- Required action -
Lines that include the word "const" should be copied from the listing that follows.

- The data -
=======

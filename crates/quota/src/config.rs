//! Quota configuration loaded from environment variables
//!
//! - `QUOTA_ENFORCEMENT_ENABLED`: enforce tier limits (default: true)
//! - `QUOTA_STORE_TIMEOUT_MS`: bound on one store transaction (default: 5000)
//! - `QUOTA_CYCLE_DAYS`: length of a usage cycle in days (default: 30)

use std::env;
use std::time::Duration;

use thiserror::Error;

const DEFAULT_STORE_TIMEOUT_MS: u64 = 5_000;
const DEFAULT_CYCLE_DAYS: i64 = 30;

#[derive(Debug, Clone, PartialEq, Eq)]
pub struct QuotaConfig {
    /// When false every limit is treated as unlimited. Counters still move so
    /// usage stays auditable.
    pub enforcement_enabled: bool,
    pub store_timeout: Duration,
    pub cycle_length: time::Duration,
}

impl Default for QuotaConfig {
    fn default() -> Self {
        Self {
            enforcement_enabled: true,
            store_timeout: Duration::from_millis(DEFAULT_STORE_TIMEOUT_MS),
            cycle_length: time::Duration::days(DEFAULT_CYCLE_DAYS),
        }
    }
}

impl QuotaConfig {
    pub fn from_env() -> Result<Self, ConfigError> {
        let enforcement_enabled = match env::var("QUOTA_ENFORCEMENT_ENABLED") {
            Ok(value) => parse_bool("QUOTA_ENFORCEMENT_ENABLED", &value)?,
            Err(_) => true,
        };

        let store_timeout_ms: u64 = parse_or("QUOTA_STORE_TIMEOUT_MS", DEFAULT_STORE_TIMEOUT_MS)?;
        if store_timeout_ms == 0 {
            return Err(ConfigError::Invalid {
                key: "QUOTA_STORE_TIMEOUT_MS",
                value: "0".to_string(),
            });
        }

        let cycle_days: i64 = parse_or("QUOTA_CYCLE_DAYS", DEFAULT_CYCLE_DAYS)?;
        if cycle_days <= 0 {
            return Err(ConfigError::Invalid {
                key: "QUOTA_CYCLE_DAYS",
                value: cycle_days.to_string(),
            });
        }

        Ok(Self {
            enforcement_enabled,
            store_timeout: Duration::from_millis(store_timeout_ms),
            cycle_length: time::Duration::days(cycle_days),
        })
    }
}

fn parse_bool(key: &'static str, value: &str) -> Result<bool, ConfigError> {
    match value.trim().to_lowercase().as_str() {
        "true" | "1" | "yes" | "on" => Ok(true),
        "false" | "0" | "no" | "off" => Ok(false),
        _ => Err(ConfigError::Invalid {
            key,
            value: value.to_string(),
        }),
    }
}

fn parse_or<T: std::str::FromStr>(key: &'static str, default: T) -> Result<T, ConfigError> {
    match env::var(key) {
        Ok(value) => value.trim().parse().map_err(|_| ConfigError::Invalid { key, value }),
        Err(_) => Ok(default),
    }
}

#[derive(Debug, Error)]
pub enum ConfigError {
    #[error("Missing required environment variable: {0}")]
    Missing(&'static str),
    #[error("Invalid value for {key}: {value}")]
    Invalid { key: &'static str, value: String },
}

=======

- Answer to the problem -
const DEFAULT_STORE_TIMEOUT_MS: u64 = 5_000;
const DEFAULT_CYCLE_DAYS: i64 = 30;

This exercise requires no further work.